Your goal: Every entry below must be reproduced exactly.

Data for this task:
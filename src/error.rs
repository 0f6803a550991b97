//! Error types for ledger operations, simulation runs and scenario loading

use chrono::NaiveDate;
use thiserror::Error;

/// Validation failure raised by a mutating ledger operation
#[derive(Debug, Clone, PartialEq, Error)]
pub enum LedgerError {
    #[error("invalid amount {amount:.2}: {reason}")]
    InvalidAmount { amount: f64, reason: &'static str },

    #[error("insufficient funds: requested {requested:.2}, available {available:.2}")]
    InsufficientFunds { requested: f64, available: f64 },

    #[error("insufficient credit: requested {requested:.2}, available {available:.2}")]
    InsufficientCredit { requested: f64, available: f64 },
}

impl LedgerError {
    pub(crate) fn negative(amount: f64) -> Self {
        LedgerError::InvalidAmount {
            amount,
            reason: "amount must be non-negative",
        }
    }
}

pub type LedgerResult<T> = Result<T, LedgerError>;

/// A scheduled operation failed inside a simulation run
#[derive(Debug, Clone, PartialEq, Error)]
#[error("simulation aborted on {date}: {source}")]
pub struct SimulationError {
    pub date: NaiveDate,
    #[source]
    pub source: LedgerError,
}

/// Failure to load or apply scenario inputs
#[derive(Debug, Error)]
pub enum ConfigError {
    #[error("failed to read {path}: {source}")]
    Io {
        path: String,
        #[source]
        source: std::io::Error,
    },

    #[error("invalid scenario file: {0}")]
    Json(#[from] serde_json::Error),

    #[error("invalid sweep file: {0}")]
    Csv(#[from] csv::Error),

    #[error("invalid scenario: {0}")]
    Invalid(String),

    #[error("scenario setup failed: {0}")]
    Ledger(#[from] LedgerError),
}

/// Failure of a complete scenario run, from loading through simulation
#[derive(Debug, Error)]
pub enum ScenarioError {
    #[error(transparent)]
    Config(#[from] ConfigError),

    #[error(transparent)]
    Simulation(#[from] SimulationError),
}
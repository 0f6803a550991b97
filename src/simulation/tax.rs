//! Annual tax refund from deductible HELOC interest
//!
//! HELOC interest used to buy income-producing investments is deductible at
//! the marginal rate; eligible dividends are grossed up by 38% and taxed at
//! the dividend rate. The net is received as a refund in March.

use super::ledger::LedgerRow;
use crate::money::round_cents;
use chrono::{Datelike, NaiveDate};
use serde::{Deserialize, Serialize};

/// Eligible-dividend gross-up factor
pub const DIVIDEND_GROSS_UP: f64 = 1.38;

/// Refunds arrive in March
pub const TAX_REFUND_MONTH: u32 = 3;

/// Months in which a refund for the prior year becomes pending
pub const TAX_REFUND_ELIGIBLE_MONTHS: [u32; 2] = [1, 2];

/// Tax rates in percent
#[derive(Debug, Clone, Copy, PartialEq, Serialize, Deserialize)]
pub struct TaxRates {
    pub marginal_rate_pct: f64,
    pub dividend_rate_pct: f64,
}

/// Deductible interest and taxable dividends recorded in one calendar year
#[derive(Debug, Clone, Copy, Default, PartialEq)]
pub struct TaxYearTotals {
    pub heloc_interest: f64,
    pub dividends: f64,
}

/// Sum HELOC interest and dividends over rows dated within `year`
pub fn tax_year_totals(rows: &[LedgerRow], year: i32) -> TaxYearTotals {
    let (start, end) = match (
        NaiveDate::from_ymd_opt(year, 1, 1),
        NaiveDate::from_ymd_opt(year, 12, 31),
    ) {
        (Some(start), Some(end)) => (start, end),
        _ => return TaxYearTotals::default(),
    };

    rows.iter()
        .filter(|row| row.date >= start && row.date <= end)
        .fold(TaxYearTotals::default(), |mut totals, row| {
            totals.heloc_interest += row.heloc_interest_capitalized;
            totals.dividends += row.dividends_collected;
            totals
        })
}

/// Net refund for a tax year, rounded to cents; negative when tax is owed
pub fn tax_refund(totals: &TaxYearTotals, rates: &TaxRates) -> f64 {
    let deduction = rates.marginal_rate_pct / 100.0 * totals.heloc_interest;
    let dividend_tax = totals.dividends * DIVIDEND_GROSS_UP * (rates.dividend_rate_pct / 100.0);
    round_cents(deduction - dividend_tax)
}

/// Refund due in March of `date`'s year, computed from the prior year's rows
pub(crate) fn refund_for_prior_year(rows: &[LedgerRow], date: NaiveDate, rates: &TaxRates) -> f64 {
    let totals = tax_year_totals(rows, date.year() - 1);
    tax_refund(&totals, rates)
}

Response area:
filename src/error.rs
repository 0f6803a550991b97
//! Error types for ledger operations, simulation runs and scenario loading

use chrono::NaiveDate;
use thiserror::Error;

/// Validation failure raised by a mutating ledger operation
#[derive(Debug, Clone, PartialEq, Error)]
pub enum LedgerError {
    #[error("invalid amount {amount:.2}: {reason}")]
    InvalidAmount { amount: f64, reason: &'static str },

    #[error("insufficient funds: requested {requested:.2}, available {available:.2}")]
    InsufficientFunds { requested: f64, available: f64 },

    #[error("insufficient credit: requested {requested:.2}, available {available:.2}")]
    InsufficientCredit { requested: f64, available: f64 },
}

impl LedgerError {
    pub(crate) fn negative(amount: f64) -> Self {
        LedgerError::InvalidAmount {
            amount,
            reason: "amount must be non-negative",
        }
    }
}

pub type LedgerResult<T> = Result<T, LedgerError>;

/// A scheduled operation failed inside a simulation run
#[derive(Debug, Clone, PartialEq, Error)]
#[error("simulation aborted on {date}: {source}")]
pub struct SimulationError {
    pub date: NaiveDate,
    #[source]
    pub source: LedgerError,
}

/// Failure to load or apply scenario inputs
#[derive(Debug, Error)]
pub enum ConfigError {
    #[error("failed to read {path}: {source}")]
    Io {
        path: String,
        #[source]
        source: std::io::Error,
    },

    #[error("invalid scenario file: {0}")]
    Json(#[from] serde_json::Error),

    #[error("invalid sweep file: {0}")]
    Csv(#[from] csv::Error),

    #[error("invalid scenario: {0}")]
    Invalid(String),

    #[error("scenario setup failed: {0}")]
    Ledger(#[from] LedgerError),
}

/// Failure of a complete scenario run, from loading through simulation
#[derive(Debug, Error)]
pub enum ScenarioError {
    #[error(transparent)]
    Config(#[from] ConfigError),

    #[error(transparent)]
    Simulation(#[from] SimulationError),
}
repository 0f6803a550991b97
filename src/simulation/tax.rs
//! Annual tax refund from deductible HELOC interest
//!
//! HELOC interest used to buy income-producing investments is deductible at
//! the marginal rate; eligible dividends are grossed up by 38% and taxed at
//! the dividend rate. The net is received as a refund in March.

use super::ledger::LedgerRow;
use crate::money::round_cents;
use chrono::{Datelike, NaiveDate};
use serde::{Deserialize, Serialize};

/// Eligible-dividend gross-up factor
pub const DIVIDEND_GROSS_UP: f64 = 1.38;

/// Refunds arrive in March
pub const TAX_REFUND_MONTH: u32 = 3;

/// Months in which a refund for the prior year becomes pending
pub const TAX_REFUND_ELIGIBLE_MONTHS: [u32; 2] = [1, 2];

/// Tax rates in percent
#[derive(Debug, Clone, Copy, PartialEq, Serialize, Deserialize)]
pub struct TaxRates {
    pub marginal_rate_pct: f64,
    pub dividend_rate_pct: f64,
}

/// Deductible interest and taxable dividends recorded in one calendar year
#[derive(Debug, Clone, Copy, Default, PartialEq)]
pub struct TaxYearTotals {
    pub heloc_interest: f64,
    pub dividends: f64,
}

/// Sum HELOC interest and dividends over rows dated within `year`
pub fn tax_year_totals(rows: &[LedgerRow], year: i32) -> TaxYearTotals {
    let (start, end) = match (
        NaiveDate::from_ymd_opt(year, 1, 1),
        NaiveDate::from_ymd_opt(year, 12, 31),
    ) {
        (Some(start), Some(end)) => (start, end),
        _ => return TaxYearTotals::default(),
    };

    rows.iter()
        .filter(|row| row.date >= start && row.date <= end)
        .fold(TaxYearTotals::default(), |mut totals, row| {
            totals.heloc_interest += row.heloc_interest_capitalized;
            totals.dividends += row.dividends_collected;
            totals
        })
}

/// Net refund for a tax year, rounded to cents; negative when tax is owed
pub fn tax_refund(totals: &TaxYearTotals, rates: &TaxRates) -> f64 {
    let deduction = rates.marginal_rate_pct / 100.0 * totals.heloc_interest;
    let dividend_tax = totals.dividends * DIVIDEND_GROSS_UP * (rates.dividend_rate_pct / 100.0);
    round_cents(deduction - dividend_tax)
}

/// Refund due in March of `date`'s year, computed from the prior year's rows
pub(crate) fn refund_for_prior_year(rows: &[LedgerRow], date: NaiveDate, rates: &TaxRates) -> f64 {
    let totals = tax_year_totals(rows, date.year() - 1);
    tax_refund(&totals, rates)
}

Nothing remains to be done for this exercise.